■ **AIM OF THE EXERCISE**
Using the material below, count the lines that contain the word "guard" and report the number only.

■ **DATA EXCERPTS**
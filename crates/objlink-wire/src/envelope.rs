//! Wire envelope for remote object events.
//!
//! Each message is a JSON object `{event, objectId, member, data}`. `data` is
//! itself JSON, carried base64-encoded: a single value for `prop` and `reply`,
//! an ordered argument list for `sig` and `inv`.

use objlink_types::{LinkError, LinkResult, Value};
use serde::de::DeserializeOwned;
use serde::{Deserialize, Serialize};
use std::collections::BTreeMap;

/// Serde helper for `Vec<u8>` as a base64 string (`null` reads as empty).
mod base64_data {
    use base64::engine::general_purpose::STANDARD;
    use base64::Engine;
    use serde::{Deserialize, Deserializer, Serializer};

    pub fn serialize<S: Serializer>(data: &[u8], s: S) -> Result<S::Ok, S::Error> {
        s.serialize_str(&STANDARD.encode(data))
    }

    pub fn deserialize<'de, D: Deserializer<'de>>(d: D) -> Result<Vec<u8>, D::Error> {
        match Option::<String>::deserialize(d)? {
            Some(encoded) => STANDARD
                .decode(encoded.as_bytes())
                .map_err(serde::de::Error::custom),
            None => Ok(Vec::new()),
        }
    }
}

/// The kind of an event, which fixes the shape of its payload.
#[derive(Debug, Clone, Copy, PartialEq, Eq, Hash, Serialize, Deserialize)]
pub enum EventKind {
    /// Property change, single value.
    #[serde(rename = "prop")]
    Property,
    /// Signal, argument list.
    #[serde(rename = "sig")]
    Signal,
    /// Method invocation, argument list.
    #[serde(rename = "inv")]
    Invoke,
    /// Method result, single value.
    #[serde(rename = "reply")]
    Reply,
    /// Method failure reply, [`ErrorReply`] payload.
    #[serde(rename = "err")]
    Error,
}

impl EventKind {
    /// Whether the payload is an ordered argument list.
    pub fn carries_args(self) -> bool {
        matches!(self, EventKind::Signal | EventKind::Invoke)
    }

    /// The wire tag.
    pub fn as_str(self) -> &'static str {
        match self {
            EventKind::Property => "prop",
            EventKind::Signal => "sig",
            EventKind::Invoke => "inv",
            EventKind::Reply => "reply",
            EventKind::Error => "err",
        }
    }
}

impl std::fmt::Display for EventKind {
    fn fmt(&self, f: &mut std::fmt::Formatter<'_>) -> std::fmt::Result {
        f.write_str(self.as_str())
    }
}

/// Why a method invocation failed.
#[derive(Debug, Clone, Copy, PartialEq, Eq, Serialize, Deserialize)]
#[serde(rename_all = "snake_case")]
pub enum ErrorCode {
    /// No implementation registered for the member.
    NotFound,
    /// The implementation returned an error.
    Failed,
}

impl ErrorCode {
    /// The wire tag.
    pub fn as_str(self) -> &'static str {
        match self {
            ErrorCode::NotFound => "not_found",
            ErrorCode::Failed => "failed",
        }
    }
}

/// Payload of an [`EventKind::Error`] reply.
#[derive(Debug, Clone, PartialEq, Eq, Serialize, Deserialize)]
pub struct ErrorReply {
    pub code: ErrorCode,
    pub message: String,
}

/// A single event on an object's topic.
#[derive(Debug, Clone, PartialEq, Serialize, Deserialize)]
pub struct Event {
    /// Event kind.
    #[serde(rename = "event")]
    pub kind: EventKind,
    /// Identity of the object, also the transport topic.
    #[serde(rename = "objectId")]
    pub object_id: String,
    /// Property, signal or method name.
    pub member: String,
    /// JSON-encoded payload.
    #[serde(with = "base64_data")]
    pub data: Vec<u8>,
}

impl Event {
    /// Build an event around an already encoded payload.
    pub fn new(
        kind: EventKind,
        object_id: impl Into<String>,
        member: impl Into<String>,
        data: Vec<u8>,
    ) -> Self {
        Self {
            kind,
            object_id: object_id.into(),
            member: member.into(),
            data,
        }
    }

    pub fn property(object_id: impl Into<String>, member: impl Into<String>, value: Value) -> Self {
        Self::new(EventKind::Property, object_id, member, value_bytes(value))
    }

    pub fn signal(object_id: impl Into<String>, member: impl Into<String>, args: Vec<Value>) -> Self {
        Self::new(EventKind::Signal, object_id, member, value_bytes(Value::List(args)))
    }

    pub fn invoke(object_id: impl Into<String>, member: impl Into<String>, args: Vec<Value>) -> Self {
        Self::new(EventKind::Invoke, object_id, member, value_bytes(Value::List(args)))
    }

    /// Reply to an invoke. Carries the same object and member as the request.
    pub fn reply(object_id: impl Into<String>, member: impl Into<String>, result: Value) -> Self {
        Self::new(EventKind::Reply, object_id, member, value_bytes(result))
    }

    /// Failure reply to an invoke.
    pub fn error(object_id: impl Into<String>, member: impl Into<String>, reply: &ErrorReply) -> Self {
        let payload = BTreeMap::from([
            ("code".to_string(), Value::from(reply.code.as_str())),
            ("message".to_string(), Value::from(reply.message.as_str())),
        ]);
        Self::new(EventKind::Error, object_id, member, value_bytes(Value::Map(payload)))
    }

    /// Decode the payload as a single value.
    pub fn value(&self) -> LinkResult<Value> {
        serde_json::from_slice(&self.data)
            .map_err(|e| LinkError::Decode(format!("{} payload of {}: {e}", self.kind, self.member)))
    }

    /// Decode the payload as an ordered argument list. `null` reads as no arguments.
    pub fn args(&self) -> LinkResult<Vec<Value>> {
        match self.value()? {
            Value::List(args) => Ok(args),
            Value::Null => Ok(Vec::new()),
            other => Err(LinkError::Decode(format!(
                "{} payload of {} is not an argument list: {other:?}",
                self.kind, self.member
            ))),
        }
    }

    /// Decode the payload as keyword arguments.
    pub fn kwargs(&self) -> LinkResult<BTreeMap<String, Value>> {
        match self.value()? {
            Value::Map(map) => Ok(map),
            other => Err(LinkError::Decode(format!(
                "{} payload of {} is not a keyword map: {other:?}",
                self.kind, self.member
            ))),
        }
    }

    /// Decode the payload into a concrete type.
    pub fn decode<T: DeserializeOwned>(&self) -> LinkResult<T> {
        serde_json::from_slice(&self.data)
            .map_err(|e| LinkError::Decode(format!("{} payload of {}: {e}", self.kind, self.member)))
    }

    /// Decode an [`EventKind::Error`] payload.
    pub fn error_reply(&self) -> LinkResult<ErrorReply> {
        self.decode()
    }
}

fn value_bytes(value: Value) -> Vec<u8> {
    serde_json::Value::from(value).to_string().into_bytes()
}

/// Encode an event of `kind` carrying `payload`.
///
/// Signal and invoke events require `payload` to be a [`Value::List`].
pub fn encode(kind: EventKind, object_id: &str, member: &str, payload: Value) -> LinkResult<Vec<u8>> {
    if kind.carries_args() && !matches!(payload, Value::List(_)) {
        return Err(LinkError::Decode(format!(
            "{kind} event for {object_id}.{member} needs an argument list"
        )));
    }
    encode_event(&Event::new(kind, object_id, member, value_bytes(payload)))
}

/// Serialize an event envelope.
pub fn encode_event(event: &Event) -> LinkResult<Vec<u8>> {
    serde_json::to_vec(event).map_err(|e| LinkError::Decode(e.to_string()))
}

/// Parse an event envelope without looking at the payload.
///
/// Method replies go through this: peers that answer by reusing the `inv`
/// envelope put a single result value where the arguments were.
pub fn parse_envelope(bytes: &[u8]) -> LinkResult<Event> {
    serde_json::from_slice(bytes).map_err(|e| LinkError::Decode(format!("envelope: {e}")))
}

/// Parse an event envelope and check its payload shape.
pub fn decode_event(bytes: &[u8]) -> LinkResult<Event> {
    let event = parse_envelope(bytes)?;
    match event.kind {
        EventKind::Signal | EventKind::Invoke => {
            event.args()?;
        }
        EventKind::Property | EventKind::Reply => {
            event.value()?;
        }
        EventKind::Error => {
            event.error_reply()?;
        }
    }
    Ok(event)
}
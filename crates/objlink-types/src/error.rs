//! Shared error types for objlink.

use std::time::Duration;
use thiserror::Error;

/// Top-level error type for remote object operations.
#[derive(Error, Debug, Clone, PartialEq)]
pub enum LinkError {
    /// A payload or envelope did not match the expected shape.
    #[error("Decode error: {0}")]
    Decode(String),

    /// No reply arrived within the transport's request window.
    #[error("Request timed out after {timeout:?}: {object_id}.{member}")]
    Timeout {
        /// Object the request was addressed to.
        object_id: String,
        /// Method that was invoked.
        member: String,
        /// The request window that elapsed.
        timeout: Duration,
    },

    /// Publish, subscribe or request failed at the transport layer.
    #[error("Transport error: {0}")]
    Transport(String),

    /// The remote object has no implementation for the invoked member.
    #[error("Method not found: {object_id}.{member}")]
    MethodNotFound {
        /// Object the request was addressed to.
        object_id: String,
        /// Method that was invoked.
        member: String,
    },

    /// The remote implementation returned an error.
    #[error("Method failed: {member}: {reason}")]
    MethodFailed {
        /// Method that was invoked.
        member: String,
        /// Error description sent back by the implementation.
        reason: String,
    },

    /// A configuration error occurred.
    #[error("Configuration error: {0}")]
    Config(String),
}

impl From<serde_json::Error> for LinkError {
    fn from(e: serde_json::Error) -> Self {
        LinkError::Decode(e.to_string())
    }
}

/// Alias for Result with LinkError.
pub type LinkResult<T> = Result<T, LinkError>;

/// Error returned by a registered method implementation.
#[derive(Error, Debug, Clone, PartialEq, Eq)]
#[error("{0}")]
pub struct MethodError(pub String);

impl MethodError {
    /// Build an error from any displayable message.
    pub fn new(message: impl Into<String>) -> Self {
        Self(message.into())
    }
}

impl From<LinkError> for MethodError {
    fn from(e: LinkError) -> Self {
        Self(e.to_string())
    }
}

impl From<&str> for MethodError {
    fn from(message: &str) -> Self {
        Self(message.to_string())
    }
}

impl From<String> for MethodError {
    fn from(message: String) -> Self {
        Self(message)
    }
}

#[cfg(test)]
mod tests {
    use super::*;

    #[test]
    fn test_timeout_message_names_target() {
        let err = LinkError::Timeout {
            object_id: "calc".to_string(),
            member: "add".to_string(),
            timeout: Duration::from_secs(1),
        };
        let msg = err.to_string();
        assert!(msg.contains("calc.add"));
        assert!(msg.contains("1s"));
    }

    #[test]
    fn test_method_error_from_decode() {
        let err: MethodError = LinkError::Decode("expected number".into()).into();
        assert_eq!(err.0, "Decode error: expected number");
    }
}
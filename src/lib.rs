//! RunFlow core: tracks an outdoor run in real time.
//!
//! Three pieces carry the interesting logic: the position fusion engine
//! (filters GPS fixes and blends step estimation under signal loss), the
//! voice command pipeline (a continuously-restarting recognition loop), and
//! the session controller (lifecycle, distance/time accounting, milestone
//! announcements, persisted history).
//!
//! Platform adapters — GPS, accelerometer, speech in/out, the assistant
//! gateway — are injected through the traits in [`capabilities`]; the core
//! never talks to hardware or the network directly.

pub mod assistant;
pub mod capabilities;
pub mod config;
pub mod db;
pub mod error;
pub mod fusion;
pub mod milestone;
pub mod models;
pub mod session;
pub mod settings;
pub mod voice;

pub use assistant::AssistantCoach;
pub use config::FilterConfig;
pub use db::Database;
pub use error::RunflowError;
pub use fusion::FusionEngine;
pub use models::{PositionSample, RunRecord, RunStats, SessionStatus};
pub use session::RunController;
pub use settings::SettingsStore;

/// Initialize logging for embedding binaries (reads RUST_LOG env var).
pub fn init_logging() {
    env_logger::Builder::from_default_env()
        .filter_level(log::LevelFilter::Info)
        .init();
}
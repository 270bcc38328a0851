pub mod controller;
pub mod state;

pub use controller::RunController;
pub use state::RunState;
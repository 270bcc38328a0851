use anyhow::{Context, Result};
use serde::{Deserialize, Serialize};
use std::{fs, path::PathBuf, sync::RwLock};

#[derive(Debug, Clone, Serialize, Deserialize)]
struct UserSettings {
    /// Whether utterances may be routed to the assistant gateway.
    assistant_mode: bool,
}

impl Default for UserSettings {
    fn default() -> Self {
        Self {
            assistant_mode: true,
        }
    }
}

/// JSON-file-backed user preferences, read at startup and written on toggle.
pub struct SettingsStore {
    path: PathBuf,
    data: RwLock<UserSettings>,
}

impl SettingsStore {
    pub fn new(path: PathBuf) -> Result<Self> {
        let data = if path.exists() {
            let contents = fs::read_to_string(&path)
                .with_context(|| format!("Failed to read settings from {}", path.display()))?;
            serde_json::from_str(&contents).unwrap_or_default()
        } else {
            UserSettings::default()
        };

        Ok(Self {
            path,
            data: RwLock::new(data),
        })
    }

    pub fn assistant_mode(&self) -> bool {
        self.data.read().unwrap().assistant_mode
    }

    pub fn set_assistant_mode(&self, enabled: bool) -> Result<()> {
        let mut guard = self.data.write().unwrap();
        guard.assistant_mode = enabled;
        self.persist(&guard)
    }

    fn persist(&self, data: &UserSettings) -> Result<()> {
        let serialized = serde_json::to_string_pretty(data)?;
        fs::write(&self.path, serialized)
            .with_context(|| format!("Failed to write settings to {}", self.path.display()))
    }
}

#[cfg(test)]
mod tests {
    use super::*;

    #[test]
    fn defaults_to_assistant_mode_on() {
        let dir = tempfile::tempdir().unwrap();
        let store = SettingsStore::new(dir.path().join("settings.json")).unwrap();
        assert!(store.assistant_mode());
    }

    #[test]
    fn toggle_survives_reload() {
        let dir = tempfile::tempdir().unwrap();
        let path = dir.path().join("settings.json");
        {
            let store = SettingsStore::new(path.clone()).unwrap();
            store.set_assistant_mode(false).unwrap();
        }
        let reloaded = SettingsStore::new(path).unwrap();
        assert!(!reloaded.assistant_mode());
    }

    #[test]
    fn corrupt_file_falls_back_to_defaults() {
        let dir = tempfile::tempdir().unwrap();
        let path = dir.path().join("settings.json");
        fs::write(&path, "{not json").unwrap();
        let store = SettingsStore::new(path).unwrap();
        assert!(store.assistant_mode());
    }
}
/// Configuration for the position fusion filters with tunable thresholds.
///
/// Distances are kilometers, durations milliseconds, matching the units the
/// fusion engine works in internally.
#[derive(Debug, Clone)]
pub struct FilterConfig {
    /// Minimum movement between fixes; anything below is GPS drift
    pub min_distance_km: f64,

    /// Maximum plausible running speed; faster implies a GPS teleport
    pub max_speed_kph: f64,

    /// Maximum distance a single accepted fix may add
    pub max_jump_km: f64,

    /// Fixes arriving closer together than this are dropped unevaluated
    pub throttle_interval_ms: i64,

    /// Reported accuracy above this rejects the fix outright (meters)
    pub max_accuracy_m: f64,

    /// Distance covered by one detected step
    pub step_length_km: f64,

    /// Age of the newest accepted fix beyond which step blending kicks in
    pub gps_stale_after_ms: i64,

    /// Blend weights: gps share and step share (policy constants, not calibrated)
    pub blend_gps_weight: f64,
    pub blend_step_weight: f64,

    /// A blended estimate must beat the accumulator by this much to apply
    pub blend_noise_floor_km: f64,

    /// Retained position window capacity, oldest evicted first
    pub window_capacity: usize,

    /// Vertical acceleration band that counts as a step (m/s^2)
    pub step_accel_min: f64,
    pub step_accel_max: f64,
}

impl Default for FilterConfig {
    fn default() -> Self {
        Self {
            min_distance_km: 0.005,
            max_speed_kph: 25.0,
            max_jump_km: 0.1,
            throttle_interval_ms: 2000,
            max_accuracy_m: 100.0,
            step_length_km: 0.00075,
            gps_stale_after_ms: 5000,
            blend_gps_weight: 0.7,
            blend_step_weight: 0.3,
            blend_noise_floor_km: 0.001,
            window_capacity: 20,
            step_accel_min: 10.5,
            step_accel_max: 15.0,
        }
    }
}
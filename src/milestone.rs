//! Whole-kilometer milestone detection.
//!
//! Stateless comparison between the floored distance and the last announced
//! unit. When several units are crossed in one update only the latest is
//! announced; skipped units are never replayed.

use crate::models::format_pace;

/// Returns the new unit to announce, if the floored distance moved past
/// `last_announced_km`.
pub fn milestone_crossed(last_announced_km: u32, distance_km: f64) -> Option<u32> {
    let current = distance_km.floor() as u32;
    if current > last_announced_km && current > 0 {
        Some(current)
    } else {
        None
    }
}

/// Fixed-template announcement used when the assistant is unavailable.
pub fn template_announcement(km: u32, distance_km: f64, elapsed_ms: u64) -> String {
    let pace = format_pace(distance_km, elapsed_ms);
    let plural = if km > 1 { "s" } else { "" };
    format!("{km} kilometer{plural} completed! Current pace: {pace}.")
}

#[cfg(test)]
mod tests {
    use super::*;

    #[test]
    fn no_crossing_below_first_unit() {
        assert_eq!(milestone_crossed(0, 0.0), None);
        assert_eq!(milestone_crossed(0, 0.95), None);
    }

    #[test]
    fn fires_once_per_crossed_unit() {
        // 0.95 -> 1.2 crosses unit 1 exactly once
        let hit = milestone_crossed(0, 1.2);
        assert_eq!(hit, Some(1));
        // after advancing, the same distance fires nothing
        assert_eq!(milestone_crossed(1, 1.2), None);
    }

    #[test]
    fn skipped_units_collapse_to_latest() {
        // 1.2 -> 2.3 announces 2 once, never a catch-up for any skipped unit
        assert_eq!(milestone_crossed(1, 2.3), Some(2));
        assert_eq!(milestone_crossed(2, 2.3), None);
        // a wild jump still announces only the latest unit
        assert_eq!(milestone_crossed(2, 7.9), Some(7));
    }

    #[test]
    fn template_pluralizes_and_carries_pace() {
        let one = template_announcement(1, 1.01, 300_000);
        assert!(one.starts_with("1 kilometer completed!"), "{one}");
        let three = template_announcement(3, 3.2, 960_000);
        assert!(three.starts_with("3 kilometers completed!"), "{three}");
        assert!(three.contains("5:00"), "{three}");
    }
}
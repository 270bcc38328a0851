use chrono::{DateTime, Utc};
use serde::Serialize;
use std::time::Instant;

use crate::models::SessionStatus;

/// The single owned run session record. All mutation goes through the
/// transition methods below; there is no ambient session state anywhere else
/// in the crate.
#[derive(Debug, Clone, Serialize)]
#[serde(rename_all = "camelCase")]
pub struct RunState {
    pub status: SessionStatus,
    pub session_id: Option<String>,
    pub started_at: Option<DateTime<Utc>>,
    pub distance_km: f64,
    pub step_count: u64,
    pub last_announced_km: u32,
    /// Monotonic anchor for elapsed time while running.
    #[serde(skip)]
    pub started_instant: Option<Instant>,
    /// Elapsed time frozen at stop.
    #[serde(skip)]
    final_elapsed_ms: u64,
}

impl Default for RunState {
    fn default() -> Self {
        Self {
            status: SessionStatus::Idle,
            session_id: None,
            started_at: None,
            distance_km: 0.0,
            step_count: 0,
            last_announced_km: 0,
            started_instant: None,
            final_elapsed_ms: 0,
        }
    }
}

impl RunState {
    pub fn new() -> Self {
        Self::default()
    }

    /// Reset everything and enter `Running`.
    pub fn begin_session(&mut self, session_id: String, started_at: DateTime<Utc>, now: Instant) {
        *self = Self {
            status: SessionStatus::Running,
            session_id: Some(session_id),
            started_at: Some(started_at),
            distance_km: 0.0,
            step_count: 0,
            last_announced_km: 0,
            started_instant: Some(now),
            final_elapsed_ms: 0,
        };
    }

    /// Apply a distance update from the fusion engine. The accumulator never
    /// goes backwards while running; updates outside `Running` are ignored.
    pub fn apply_distance(&mut self, distance_km: f64) {
        if self.status == SessionStatus::Running && distance_km > self.distance_km {
            self.distance_km = distance_km;
        }
    }

    pub fn record_steps(&mut self, step_count: u64) {
        if self.status == SessionStatus::Running {
            self.step_count = step_count;
        }
    }

    /// Advance the milestone cursor after an announcement went out.
    pub fn record_announcement(&mut self, km: u32) {
        if km > self.last_announced_km {
            self.last_announced_km = km;
        }
    }

    pub fn elapsed_ms(&self) -> u64 {
        match (self.status, self.started_instant) {
            (SessionStatus::Running, Some(anchor)) => anchor.elapsed().as_millis() as u64,
            _ => self.final_elapsed_ms,
        }
    }

    /// Freeze elapsed time and enter `Stopped`.
    pub fn stop(&mut self) {
        self.final_elapsed_ms = self.elapsed_ms();
        self.status = SessionStatus::Stopped;
        self.started_instant = None;
    }
}

#[cfg(test)]
mod tests {
    use super::*;

    fn running() -> RunState {
        let mut state = RunState::new();
        state.begin_session("s-1".to_string(), Utc::now(), Instant::now());
        state
    }

    #[test]
    fn begin_session_resets_everything() {
        let mut state = running();
        state.apply_distance(4.2);
        state.record_announcement(4);
        state.record_steps(1000);
        state.begin_session("s-2".to_string(), Utc::now(), Instant::now());
        assert_eq!(state.distance_km, 0.0);
        assert_eq!(state.last_announced_km, 0);
        assert_eq!(state.step_count, 0);
        assert_eq!(state.session_id.as_deref(), Some("s-2"));
    }

    #[test]
    fn distance_never_decreases_while_running() {
        let mut state = running();
        state.apply_distance(1.5);
        state.apply_distance(1.2);
        assert_eq!(state.distance_km, 1.5);
        state.apply_distance(1.6);
        assert_eq!(state.distance_km, 1.6);
    }

    #[test]
    fn distance_updates_ignored_after_stop() {
        let mut state = running();
        state.apply_distance(1.0);
        state.stop();
        state.apply_distance(5.0);
        assert_eq!(state.distance_km, 1.0);
        assert_eq!(state.status, SessionStatus::Stopped);
    }

    #[test]
    fn elapsed_is_frozen_at_stop() {
        let mut state = running();
        state.stop();
        let frozen = state.elapsed_ms();
        std::thread::sleep(std::time::Duration::from_millis(20));
        assert_eq!(state.elapsed_ms(), frozen);
    }
}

■ **SOLUTION**
3